Since our project is full stack, I thought we would be able to aggressively make fields on our API non-nullable. For example, if we require a user in our system to have an email address, then it would make sense that an “email” field on our GraphQL’s “User” type should also be non-nullable. If we know all users will have email addresses, then why encode that information in the GraphQL schema and make that field non-nullable?
This reasoning works well for data models that are well known. However, applying these constraints to a developing data model leads to fragile software. Here are some of the practices my team has employed to handle uncertainty in a growing data model.
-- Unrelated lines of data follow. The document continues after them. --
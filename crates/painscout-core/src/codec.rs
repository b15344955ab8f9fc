//! Delimited flat-file codec.
//!
//! Files are comma-separated text with a header row. Fields containing a
//! comma, a double quote, or a line break are quoted, with embedded quotes
//! doubled. Rows are written with `\r\n`; `\n` and `\r\n` are both accepted
//! on read, and quoted fields may span lines.
//!
//! Each store has a fixed, ordered schema. Decoding maps values by header
//! name, so column order in the file does not matter; schema columns the
//! file lacks decode as empty strings and columns outside the schema are
//! dropped (and therefore lost on the next rewrite).

use indexmap::IndexMap;
use std::fs;
use std::io::{self, ErrorKind, Write};
use std::path::Path;

/// One record: column name to raw string value, in schema order.
pub type Row = IndexMap<String, String>;

const LINE_END: &str = "\r\n";

/// Decode every row of `path`. A missing file is an empty store.
pub fn decode(path: &Path, schema: &[&str]) -> io::Result<Vec<Row>> {
    let text = match fs::read_to_string(path) {
        Ok(text) => text,
        Err(e) if e.kind() == ErrorKind::NotFound => return Ok(Vec::new()),
        Err(e) => return Err(e),
    };
    Ok(parse(&text, schema))
}

/// Decode rows from already-loaded text.
pub fn parse(text: &str, schema: &[&str]) -> Vec<Row> {
    let text = text.strip_prefix('\u{feff}').unwrap_or(text);
    let mut records = split_records(text).into_iter();
    let Some(header) = records.next() else {
        return Vec::new();
    };

    let positions: Vec<Option<usize>> = schema
        .iter()
        .map(|col| header.iter().position(|h| h == col))
        .collect();

    records
        .map(|values| {
            schema
                .iter()
                .zip(&positions)
                .map(|(col, pos)| {
                    let value = pos
                        .and_then(|i| values.get(i))
                        .cloned()
                        .unwrap_or_default();
                    (col.to_string(), value)
                })
                .collect()
        })
        .collect()
}

/// Split text into records of raw field values. Blank lines are skipped.
fn split_records(text: &str) -> Vec<Vec<String>> {
    let mut records = Vec::new();
    let mut record: Vec<String> = Vec::new();
    let mut field = String::new();
    let mut field_started = false;
    let mut line_has_content = false;
    let mut in_quotes = false;
    let mut chars = text.chars().peekable();

    let mut end_record = |record: &mut Vec<String>, field: &mut String, has_content: bool| {
        record.push(std::mem::take(field));
        if has_content {
            records.push(std::mem::take(record));
        } else {
            record.clear();
        }
    };

    while let Some(c) = chars.next() {
        if in_quotes {
            if c == '"' {
                if chars.peek() == Some(&'"') {
                    field.push('"');
                    chars.next();
                } else {
                    in_quotes = false;
                }
            } else {
                field.push(c);
            }
            continue;
        }

        match c {
            '"' if !field_started => {
                in_quotes = true;
                field_started = true;
                line_has_content = true;
            }
            ',' => {
                record.push(std::mem::take(&mut field));
                field_started = false;
                line_has_content = true;
            }
            '\r' | '\n' => {
                if c == '\r' && chars.peek() == Some(&'\n') {
                    chars.next();
                }
                end_record(&mut record, &mut field, line_has_content);
                field_started = false;
                line_has_content = false;
            }
            _ => {
                field.push(c);
                field_started = true;
                line_has_content = true;
            }
        }
    }

    if line_has_content {
        end_record(&mut record, &mut field, true);
    }
    records
}

fn needs_quoting(value: &str) -> bool {
    value.contains([',', '"', '\r', '\n'])
}

fn push_field(out: &mut String, value: &str) {
    if needs_quoting(value) {
        out.push('"');
        out.push_str(&value.replace('"', "\"\""));
        out.push('"');
    } else {
        out.push_str(value);
    }
}

fn encode_values<'a>(values: impl Iterator<Item = &'a str>) -> String {
    let mut line = String::new();
    for (i, value) in values.enumerate() {
        if i > 0 {
            line.push(',');
        }
        push_field(&mut line, value);
    }
    line.push_str(LINE_END);
    line
}

/// The header line for `schema`, terminator included.
pub fn encode_header(schema: &[&str]) -> String {
    encode_values(schema.iter().copied())
}

/// One row in schema order, terminator included. Missing columns encode empty.
pub fn encode_row(row: &Row, schema: &[&str]) -> String {
    encode_values(
        schema
            .iter()
            .map(|col| row.get(*col).map(String::as_str).unwrap_or("")),
    )
}

/// Write a header followed by `rows`.
pub fn write_rows<W: Write>(writer: &mut W, rows: &[Row], schema: &[&str]) -> io::Result<()> {
    writer.write_all(encode_header(schema).as_bytes())?;
    for row in rows {
        writer.write_all(encode_row(row, schema).as_bytes())?;
    }
    Ok(())
}

/// Build a row from values given in schema order.
pub fn row_from_values<I, S>(schema: &[&str], values: I) -> Row
where
    I: IntoIterator<Item = S>,
    S: Into<String>,
{
    schema
        .iter()
        .map(|col| col.to_string())
        .zip(values.into_iter().map(Into::into))
        .collect()
}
Backend Validation with Good Messages
One of the pain points for having a non-nullable field resolving a null value is the unhelpful error message. If a non-nullable field resolver receives a null value, the only feedback it can provide a developer is that it wasn’t expecting a null value. While this feedback is useful for a small query on a simple data type, the simple message loses all of its value as queries grow. Queries with lists of deeply nested data structures obfuscate the source of the problem. It’s quite difficult to work through a list of a hundred of items to determine which item is missing a particular field.
Because of this unclear message, I push most of my data validation before that data reaches the resolvers. During those validations, I’m able to control the feedback to the developer. At the very least, I’m able to let a developer know which record has a null value – and maybe even why I’m expecting the value not to be null.
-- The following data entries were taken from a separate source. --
//! Store configuration.
//!
//! Loaded from an optional TOML file. Every field may be omitted; effective
//! values fall back to [`ConfigDefaults`], so a partial file only overrides
//! what it names:
//!
//! ```toml
//! [lock]
//! attempts = 10
//! retry_delay_ms = 200
//! stale_after_seconds = 600   # unset = never reclaim abandoned lock tokens
//!
//! [storage]
//! durability = "sync"         # "flush" (default) or "sync"
//! ```

use crate::error::{Result, StoreError};
use crate::lock::LockPolicy;
use serde::{Deserialize, Serialize};
use std::fs;
use std::path::Path;
use std::time::Duration;

/// Central source of truth for all configuration defaults.
pub struct ConfigDefaults;

impl ConfigDefaults {
    pub const LOCK_ATTEMPTS: u32 = 10;
    pub const LOCK_RETRY_DELAY_MS: u64 = 200;
    pub const DURABILITY: Durability = Durability::Flush;
}

/// How far a write must get before the operation reports success.
#[derive(Debug, Clone, Copy, PartialEq, Eq, Serialize, Deserialize, Default)]
#[serde(rename_all = "lowercase")]
pub enum Durability {
    /// Data is handed to the OS; survives a process crash, not a power loss.
    #[default]
    Flush,
    /// Data is fsynced before rename and after every append.
    Sync,
}

impl Durability {
    pub fn should_sync(self) -> bool {
        self == Durability::Sync
    }
}

/// `[lock]` table.
#[derive(Debug, Clone, Serialize, Deserialize, Default, PartialEq, Eq)]
pub struct LockConfig {
    /// Acquisition attempts before giving up.
    #[serde(default, skip_serializing_if = "Option::is_none")]
    pub attempts: Option<u32>,

    /// Fixed delay between attempts, in milliseconds.
    #[serde(default, skip_serializing_if = "Option::is_none")]
    pub retry_delay_ms: Option<u64>,

    /// Age after which an existing lock token is treated as abandoned and
    /// removed. Unset disables reclamation entirely.
    #[serde(default, skip_serializing_if = "Option::is_none")]
    pub stale_after_seconds: Option<u64>,
}

impl LockConfig {
    #[inline]
    pub fn attempts(&self) -> u32 {
        self.attempts.unwrap_or(ConfigDefaults::LOCK_ATTEMPTS).max(1)
    }

    #[inline]
    pub fn retry_delay(&self) -> Duration {
        Duration::from_millis(
            self.retry_delay_ms
                .unwrap_or(ConfigDefaults::LOCK_RETRY_DELAY_MS),
        )
    }

    #[inline]
    pub fn stale_after(&self) -> Option<Duration> {
        self.stale_after_seconds.map(Duration::from_secs)
    }
}

/// `[storage]` table.
#[derive(Debug, Clone, Serialize, Deserialize, Default, PartialEq, Eq)]
pub struct StorageConfig {
    #[serde(default, skip_serializing_if = "Option::is_none")]
    pub durability: Option<Durability>,
}

impl StorageConfig {
    #[inline]
    pub fn durability(&self) -> Durability {
        self.durability.unwrap_or(ConfigDefaults::DURABILITY)
    }
}

/// Top-level configuration shared by both stores.
#[derive(Debug, Clone, Serialize, Deserialize, Default, PartialEq, Eq)]
pub struct StoreConfig {
    #[serde(default)]
    pub lock: LockConfig,
    #[serde(default)]
    pub storage: StorageConfig,
}

impl StoreConfig {
    /// Load configuration from a TOML file. A missing file yields defaults.
    pub fn load(path: &Path) -> Result<Self> {
        if !path.exists() {
            log::debug!("config {} not found, using defaults", path.display());
            return Ok(Self::default());
        }
        let content = fs::read_to_string(path)?;
        Self::from_toml(&content).map_err(|message| StoreError::Config {
            path: path.to_path_buf(),
            message,
        })
    }

    fn from_toml(content: &str) -> std::result::Result<Self, String> {
        toml::from_str(content).map_err(|e| e.to_string())
    }

    /// Lock behaviour derived from the `[lock]` table.
    pub fn lock_policy(&self) -> LockPolicy {
        LockPolicy {
            attempts: self.lock.attempts(),
            retry_delay: self.lock.retry_delay(),
            stale_after: self.lock.stale_after(),
        }
    }

    pub fn durability(&self) -> Durability {
        self.storage.durability()
    }
}

#[cfg(test)]
mod tests {
    use super::*;
    use tempfile::TempDir;

    #[test]
    fn test_defaults() {
        let config = StoreConfig::default();
        let policy = config.lock_policy();
        assert_eq!(policy.attempts, 10);
        assert_eq!(policy.retry_delay, Duration::from_millis(200));
        assert_eq!(policy.stale_after, None);
        assert_eq!(config.durability(), Durability::Flush);
    }

    #[test]
    fn test_partial_override() {
        let config = StoreConfig::from_toml(
            r#"
[lock]
retry_delay_ms = 5

[storage]
durability = "sync"
"#,
        )
        .unwrap();
        let policy = config.lock_policy();
        assert_eq!(policy.attempts, 10);
        assert_eq!(policy.retry_delay, Duration::from_millis(5));
        assert_eq!(config.durability(), Durability::Sync);
    }

    #[test]
    fn test_stale_after_seconds() {
        let config = StoreConfig::from_toml("[lock]\nstale_after_seconds = 600\n").unwrap();
        assert_eq!(
            config.lock_policy().stale_after,
            Some(Duration::from_secs(600))
        );
    }

    #[test]
    fn test_zero_attempts_clamped_to_one() {
        let config = StoreConfig::from_toml("[lock]\nattempts = 0\n").unwrap();
        assert_eq!(config.lock_policy().attempts, 1);
    }

    #[test]
    fn test_load_missing_file_gives_defaults() {
        let temp_dir = TempDir::new().unwrap();
        let config = StoreConfig::load(&temp_dir.path().join("absent.toml")).unwrap();
        assert_eq!(config, StoreConfig::default());
    }

    #[test]
    fn test_load_malformed_file_is_config_error() {
        let temp_dir = TempDir::new().unwrap();
        let path = temp_dir.path().join("painscout.toml");
        fs::write(&path, "[storage]\ndurability = \"eventually\"\n").unwrap();

        let err = StoreConfig::load(&path).unwrap_err();
        assert!(matches!(err, StoreError::Config { .. }));
        assert!(err.to_string().contains("painscout.toml"));
    }
}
Even better, if I control the feedback of a missing value, I can form an error message that the end user can read and send to the frontend. Instead of creating a schema with a non-nullable field, I tend to create a type that returns a nullable value and a reason why the value is missing.
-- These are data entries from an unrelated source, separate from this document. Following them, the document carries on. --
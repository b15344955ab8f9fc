use std::io;
use std::path::PathBuf;
use thiserror::Error;

/// Errors surfaced by store operations.
///
/// Contention and I/O failures stop the caller, as does running out of ids.
/// A missing record on update is reported through [`crate::MarkOutcome::NotFound`]
/// instead of an error.
#[derive(Error, Debug)]
pub enum StoreError {
    #[error("could not acquire lock {} after {attempts} attempts", lock_path.display())]
    Contention { lock_path: PathBuf, attempts: u32 },
    #[error("I/O error: {0}")]
    Io(#[from] io::Error),
    #[error("invalid input document: {0}")]
    Input(#[from] serde_json::Error),
    #[error("config error in {}: {message}", path.display())]
    Config { path: PathBuf, message: String },
    #[error("no {field} left to allocate in {}", path.display())]
    IdsExhausted { path: PathBuf, field: &'static str },
}

impl StoreError {
    /// True when the operation was aborted because another process held the lock.
    pub fn is_contention(&self) -> bool {
        matches!(self, StoreError::Contention { .. })
    }
}

pub type Result<T> = std::result::Result<T, StoreError>;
Pages querying for non-nullable fields will not handle for unexpected null values. When something unexpected happens on the servers, the server response leaves a page with few options. At best, the page can communicate that something went wrong when communicating to the server. This typically leaves the user at a loss as to what happened and how they could proceed.
By having the nullable, the frontend implementation can determine what it can or cannot do. By returning nullable data, the GraphQL API gives the client whatever information it is able to. Even if a field is essential, frontend implementation — not the API schema — should determine if it can display something useful.
This forces the front-end implementation to be robust in the face of uncertainty. It’s likely that most of the page can render just fine with the data returned from the server. In my experience, placeholders can replace missing data, like a simple dash for a missing cell on a data table. If necessary, add a tooltip describing why the data is missing to help user resolve that issue.
Nullable fields reflect an important property of data backing software: uncertainty. As software grows and evolves, the API that wraps the underlying data model must allow the data to change in unexpected ways. By building APIs that express this uncertainty with nullable fields, the frontend implementation that uses those APIs can handle the less-than-ideal data.